Keith Branham D, Borders Tyrone F, Stewart Katharine E, Curran Geoffrey M, Booth Brenda M
Department of Health Management and Policy, University of Kentucky, Lexington, KY, 40536, USA.
Department of Psychology and Provost's Office, North Carolina State University, Raleigh, NC, USA.
AIDS Behav. 2017 Feb;21(2):576-586. doi: 10.1007/s10461-016-1527-2.
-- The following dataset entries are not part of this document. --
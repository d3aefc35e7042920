//! Seams to the external speech model.

use std::sync::Arc;

use async_trait::async_trait;

use crate::Result;
use crate::model::ModelVariant;
use crate::types::{GeneratedAudio, SynthesisRequest};

/// An opaque text-to-speech model.
///
/// Implementations wrap whatever actually produces audio: a local inference
/// runtime, a worker process, a remote service. The call may take seconds
/// and is never made while a cache lock is held. It is not assumed to be
/// cancellable; the gateway always lets it run to completion.
#[async_trait]
pub trait SpeechModel: Send + Sync {
    /// Short name used in logs.
    fn name(&self) -> &str;

    /// Synthesize speech for an already-validated request.
    ///
    /// Errors surface to every caller waiting on the same fingerprint as
    /// [`HuginnError::SynthesisFailed`](crate::HuginnError::SynthesisFailed)
    /// and are never cached.
    async fn generate(&self, request: &SynthesisRequest) -> Result<GeneratedAudio>;
}

/// Produces model handles on demand, one per [`ModelVariant`].
#[async_trait]
pub trait ModelLoader: Send + Sync {
    async fn load(&self, variant: ModelVariant) -> Result<Arc<dyn SpeechModel>>;
}

/// Loader that hands out the same model for every variant.
pub struct FixedModelLoader {
    model: Arc<dyn SpeechModel>,
}

impl FixedModelLoader {
    pub fn new(model: Arc<dyn SpeechModel>) -> Self {
        Self { model }
    }
}

#[async_trait]
impl ModelLoader for FixedModelLoader {
    async fn load(&self, _variant: ModelVariant) -> Result<Arc<dyn SpeechModel>> {
        Ok(Arc::clone(&self.model))
    }
}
African Americans (AAs) who use cocaine in the Southern region of the U.S. have a relatively high risk of HIV and need for HIV testing. Among this group, those residing in rural areas may have less favorable opinions about common HIV testing sites, which could inhibit HIV testing. We examined rural/urban variations in their acceptability of multiple HIV testing sites (private physician clinic, local health department, community health center, community HIV fair, hospital emergency department, blood plasma donation center, drug abuse treatment facility, and mobile van or community outreach worker). Results from partial proportional odds and logistic regression analyses indicate that rural AA who use cocaine have lower odds of viewing local health departments (OR = 0.09, 95 % CI = 0.03-0.21), physician offices (OR = 0.19, 95 % CI = 0.09-0.42), and drug use treatment centers (OR = 0.49; 95 % CI = 0.30-0.80) as acceptable relative to their urban counterparts. The findings have implications for further targeting HIV testing toward AAs who use of cocaine, particularly those residing in the rural South.
在美国南部使用可卡因的非裔美国人感染艾滋病毒的风险相对较高,且需要进行艾滋病毒检测。在这一群体中,居住在农村地区的人可能对常见的艾滋病毒检测地点看法不太积极,这可能会阻碍艾滋病毒检测。我们研究了他们对多个艾滋病毒检测地点(私人医生诊所、当地卫生部门、社区卫生中心、社区艾滋病毒宣传活动、医院急诊科、血浆捐献中心、药物滥用治疗机构以及移动面包车或社区外展工作者)接受程度的城乡差异。部分比例优势和逻辑回归分析结果表明,与城市地区使用可卡因的非裔美国人相比,农村地区使用可卡因的非裔美国人认为当地卫生部门(比值比=0.09,95%置信区间=0.03-0.21)、医生办公室(比值比=0.19,95%置信区间=0.09-0.42)以及药物使用治疗中心(比值比=0.49;95%置信区间=0.30-0.80)可接受的几率较低。这些发现对于进一步将艾滋病毒检测目标对准使用可卡因的非裔美国人,尤其是居住在南部农村地区的人具有启示意义。